Supplied records:
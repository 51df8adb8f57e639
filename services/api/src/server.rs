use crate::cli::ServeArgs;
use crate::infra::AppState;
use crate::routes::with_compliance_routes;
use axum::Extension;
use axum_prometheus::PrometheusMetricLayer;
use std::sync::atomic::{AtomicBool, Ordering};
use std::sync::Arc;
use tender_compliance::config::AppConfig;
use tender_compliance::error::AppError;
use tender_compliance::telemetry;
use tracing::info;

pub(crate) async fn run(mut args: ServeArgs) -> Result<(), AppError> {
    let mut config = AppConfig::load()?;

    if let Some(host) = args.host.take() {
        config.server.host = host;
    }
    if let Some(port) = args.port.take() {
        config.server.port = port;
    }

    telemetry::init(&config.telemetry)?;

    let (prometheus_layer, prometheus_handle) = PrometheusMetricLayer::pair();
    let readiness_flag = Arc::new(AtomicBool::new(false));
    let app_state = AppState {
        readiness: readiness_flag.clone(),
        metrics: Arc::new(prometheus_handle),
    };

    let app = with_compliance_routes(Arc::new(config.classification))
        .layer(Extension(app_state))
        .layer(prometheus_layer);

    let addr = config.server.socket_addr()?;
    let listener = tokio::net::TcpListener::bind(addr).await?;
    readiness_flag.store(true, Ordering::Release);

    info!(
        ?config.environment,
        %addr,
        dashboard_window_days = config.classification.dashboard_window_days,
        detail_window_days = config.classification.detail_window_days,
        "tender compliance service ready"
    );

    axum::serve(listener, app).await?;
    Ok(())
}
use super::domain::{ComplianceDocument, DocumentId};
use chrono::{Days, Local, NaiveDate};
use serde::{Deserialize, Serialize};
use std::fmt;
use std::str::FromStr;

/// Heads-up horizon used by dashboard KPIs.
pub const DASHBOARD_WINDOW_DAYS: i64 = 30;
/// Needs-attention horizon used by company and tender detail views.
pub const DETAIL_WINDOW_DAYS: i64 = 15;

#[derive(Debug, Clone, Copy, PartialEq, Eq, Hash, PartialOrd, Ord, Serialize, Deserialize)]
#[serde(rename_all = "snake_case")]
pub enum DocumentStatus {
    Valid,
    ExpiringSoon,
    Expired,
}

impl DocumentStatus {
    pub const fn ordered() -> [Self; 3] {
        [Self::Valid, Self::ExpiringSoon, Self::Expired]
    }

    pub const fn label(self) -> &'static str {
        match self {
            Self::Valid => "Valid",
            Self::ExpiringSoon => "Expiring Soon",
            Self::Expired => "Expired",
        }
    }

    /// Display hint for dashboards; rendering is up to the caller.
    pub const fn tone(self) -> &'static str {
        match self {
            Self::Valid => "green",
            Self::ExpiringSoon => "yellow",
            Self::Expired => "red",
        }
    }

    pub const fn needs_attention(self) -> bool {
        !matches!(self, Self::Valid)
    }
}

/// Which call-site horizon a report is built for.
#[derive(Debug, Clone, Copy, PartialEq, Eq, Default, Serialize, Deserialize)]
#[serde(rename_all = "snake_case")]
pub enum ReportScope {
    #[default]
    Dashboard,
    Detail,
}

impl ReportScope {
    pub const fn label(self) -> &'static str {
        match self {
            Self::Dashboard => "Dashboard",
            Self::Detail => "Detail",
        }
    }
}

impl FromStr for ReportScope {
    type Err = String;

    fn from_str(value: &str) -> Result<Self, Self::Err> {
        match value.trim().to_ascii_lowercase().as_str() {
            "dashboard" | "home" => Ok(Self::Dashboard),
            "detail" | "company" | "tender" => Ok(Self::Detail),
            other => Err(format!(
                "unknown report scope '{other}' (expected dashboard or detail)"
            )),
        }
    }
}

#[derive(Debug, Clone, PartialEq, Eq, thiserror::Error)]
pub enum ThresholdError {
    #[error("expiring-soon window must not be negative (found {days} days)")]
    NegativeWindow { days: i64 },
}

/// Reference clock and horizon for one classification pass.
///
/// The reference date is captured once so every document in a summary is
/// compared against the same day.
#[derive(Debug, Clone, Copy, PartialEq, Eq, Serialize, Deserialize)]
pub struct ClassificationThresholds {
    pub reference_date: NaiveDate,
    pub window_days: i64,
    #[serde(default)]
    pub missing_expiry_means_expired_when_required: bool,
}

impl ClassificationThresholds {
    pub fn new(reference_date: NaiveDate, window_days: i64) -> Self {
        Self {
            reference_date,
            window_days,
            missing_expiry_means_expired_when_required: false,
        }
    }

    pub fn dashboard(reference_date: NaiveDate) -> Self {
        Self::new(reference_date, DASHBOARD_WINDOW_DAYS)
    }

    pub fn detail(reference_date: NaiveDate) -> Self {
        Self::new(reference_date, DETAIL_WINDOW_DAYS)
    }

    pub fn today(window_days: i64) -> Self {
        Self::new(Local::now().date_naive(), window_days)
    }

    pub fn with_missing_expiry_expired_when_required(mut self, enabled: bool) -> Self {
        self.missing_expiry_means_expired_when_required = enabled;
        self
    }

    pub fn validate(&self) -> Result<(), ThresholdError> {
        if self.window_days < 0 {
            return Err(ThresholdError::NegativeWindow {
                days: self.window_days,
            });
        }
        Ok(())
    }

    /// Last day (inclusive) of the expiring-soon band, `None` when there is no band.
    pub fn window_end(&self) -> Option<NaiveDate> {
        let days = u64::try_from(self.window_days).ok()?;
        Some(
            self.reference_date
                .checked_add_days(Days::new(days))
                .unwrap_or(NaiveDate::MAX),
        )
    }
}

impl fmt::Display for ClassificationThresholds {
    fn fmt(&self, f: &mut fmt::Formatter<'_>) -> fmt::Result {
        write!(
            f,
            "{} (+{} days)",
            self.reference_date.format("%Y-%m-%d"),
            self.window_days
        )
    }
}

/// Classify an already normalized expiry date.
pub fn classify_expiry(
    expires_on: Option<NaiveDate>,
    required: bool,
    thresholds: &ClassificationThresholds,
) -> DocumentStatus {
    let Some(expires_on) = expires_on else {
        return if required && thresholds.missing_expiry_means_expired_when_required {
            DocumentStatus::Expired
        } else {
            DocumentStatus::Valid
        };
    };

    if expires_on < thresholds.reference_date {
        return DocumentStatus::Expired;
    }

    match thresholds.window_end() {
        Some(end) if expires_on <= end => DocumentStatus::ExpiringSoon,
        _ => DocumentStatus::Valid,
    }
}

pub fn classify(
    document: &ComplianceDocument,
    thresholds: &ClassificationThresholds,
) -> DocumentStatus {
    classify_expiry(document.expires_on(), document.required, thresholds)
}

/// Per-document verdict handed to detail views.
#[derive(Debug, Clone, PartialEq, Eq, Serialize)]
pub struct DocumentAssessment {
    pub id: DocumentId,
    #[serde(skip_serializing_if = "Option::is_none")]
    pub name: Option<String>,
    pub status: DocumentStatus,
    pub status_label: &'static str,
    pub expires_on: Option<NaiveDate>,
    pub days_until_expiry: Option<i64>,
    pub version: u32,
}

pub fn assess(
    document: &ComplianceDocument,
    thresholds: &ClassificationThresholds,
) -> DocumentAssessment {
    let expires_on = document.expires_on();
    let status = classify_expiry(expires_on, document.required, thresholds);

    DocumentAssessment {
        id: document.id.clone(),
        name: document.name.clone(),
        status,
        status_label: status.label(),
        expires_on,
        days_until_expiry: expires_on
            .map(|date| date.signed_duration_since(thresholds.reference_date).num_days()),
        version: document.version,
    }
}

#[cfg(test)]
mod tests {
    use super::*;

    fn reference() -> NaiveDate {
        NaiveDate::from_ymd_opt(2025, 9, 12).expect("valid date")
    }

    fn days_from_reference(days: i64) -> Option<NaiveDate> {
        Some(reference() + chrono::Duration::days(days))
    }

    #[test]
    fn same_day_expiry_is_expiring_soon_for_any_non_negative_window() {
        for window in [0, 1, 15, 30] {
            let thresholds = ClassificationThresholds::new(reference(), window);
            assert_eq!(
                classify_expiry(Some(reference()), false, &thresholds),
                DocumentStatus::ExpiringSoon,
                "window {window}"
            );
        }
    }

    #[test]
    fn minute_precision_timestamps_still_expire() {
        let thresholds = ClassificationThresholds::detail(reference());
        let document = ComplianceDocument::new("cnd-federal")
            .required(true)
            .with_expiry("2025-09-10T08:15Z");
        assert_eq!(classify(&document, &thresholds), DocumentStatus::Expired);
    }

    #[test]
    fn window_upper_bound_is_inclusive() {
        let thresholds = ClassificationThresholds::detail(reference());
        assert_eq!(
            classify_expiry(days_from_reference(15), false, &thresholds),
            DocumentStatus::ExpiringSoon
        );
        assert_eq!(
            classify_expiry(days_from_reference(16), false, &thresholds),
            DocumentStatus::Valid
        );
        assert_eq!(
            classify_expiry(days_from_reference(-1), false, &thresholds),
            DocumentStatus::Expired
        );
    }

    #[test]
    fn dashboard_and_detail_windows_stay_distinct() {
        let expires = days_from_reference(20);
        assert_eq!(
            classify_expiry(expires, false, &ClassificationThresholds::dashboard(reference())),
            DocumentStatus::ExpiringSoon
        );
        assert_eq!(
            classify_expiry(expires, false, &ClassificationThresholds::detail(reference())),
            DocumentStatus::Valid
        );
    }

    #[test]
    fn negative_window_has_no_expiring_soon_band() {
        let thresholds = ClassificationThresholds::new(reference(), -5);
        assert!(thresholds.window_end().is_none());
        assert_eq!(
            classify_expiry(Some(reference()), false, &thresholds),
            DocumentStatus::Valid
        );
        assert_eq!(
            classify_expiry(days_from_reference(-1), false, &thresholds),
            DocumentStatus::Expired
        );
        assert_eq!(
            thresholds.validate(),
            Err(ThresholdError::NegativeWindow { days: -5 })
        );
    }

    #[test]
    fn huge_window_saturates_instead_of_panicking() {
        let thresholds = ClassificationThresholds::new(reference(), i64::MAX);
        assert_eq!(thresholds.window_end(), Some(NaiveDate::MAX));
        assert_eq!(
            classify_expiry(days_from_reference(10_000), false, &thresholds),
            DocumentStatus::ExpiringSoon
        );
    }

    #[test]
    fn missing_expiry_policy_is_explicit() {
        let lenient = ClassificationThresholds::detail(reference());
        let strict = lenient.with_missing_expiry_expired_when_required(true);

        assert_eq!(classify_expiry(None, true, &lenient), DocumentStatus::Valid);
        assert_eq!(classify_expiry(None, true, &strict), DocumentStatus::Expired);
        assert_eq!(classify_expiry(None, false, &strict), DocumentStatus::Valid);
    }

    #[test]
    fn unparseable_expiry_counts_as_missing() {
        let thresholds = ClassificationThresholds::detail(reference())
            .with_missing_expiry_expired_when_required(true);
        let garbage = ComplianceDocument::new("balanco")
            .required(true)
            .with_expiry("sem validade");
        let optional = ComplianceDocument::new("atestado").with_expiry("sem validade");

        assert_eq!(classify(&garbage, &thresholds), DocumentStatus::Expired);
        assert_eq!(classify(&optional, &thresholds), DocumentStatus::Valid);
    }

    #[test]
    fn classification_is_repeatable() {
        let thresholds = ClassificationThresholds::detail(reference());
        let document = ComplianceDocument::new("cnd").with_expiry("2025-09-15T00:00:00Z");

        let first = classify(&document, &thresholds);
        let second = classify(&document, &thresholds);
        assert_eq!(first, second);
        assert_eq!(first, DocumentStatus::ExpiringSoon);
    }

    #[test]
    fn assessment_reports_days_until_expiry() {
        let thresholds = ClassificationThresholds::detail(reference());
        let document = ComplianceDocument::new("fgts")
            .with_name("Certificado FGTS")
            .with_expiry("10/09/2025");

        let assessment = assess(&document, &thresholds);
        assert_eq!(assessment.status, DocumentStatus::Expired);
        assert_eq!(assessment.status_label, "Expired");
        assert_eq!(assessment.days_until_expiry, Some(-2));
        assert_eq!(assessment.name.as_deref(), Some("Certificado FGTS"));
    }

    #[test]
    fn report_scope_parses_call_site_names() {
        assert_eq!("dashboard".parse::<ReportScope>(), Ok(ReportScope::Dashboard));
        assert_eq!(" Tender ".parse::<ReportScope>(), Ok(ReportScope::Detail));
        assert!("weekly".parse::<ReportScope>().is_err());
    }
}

Problem details: Which of the lines above include the word "first"? Copy each of them.

Written solution:
        let first = classify(&document, &thresholds);
        assert_eq!(first, second);
        assert_eq!(first, DocumentStatus::ExpiringSoon);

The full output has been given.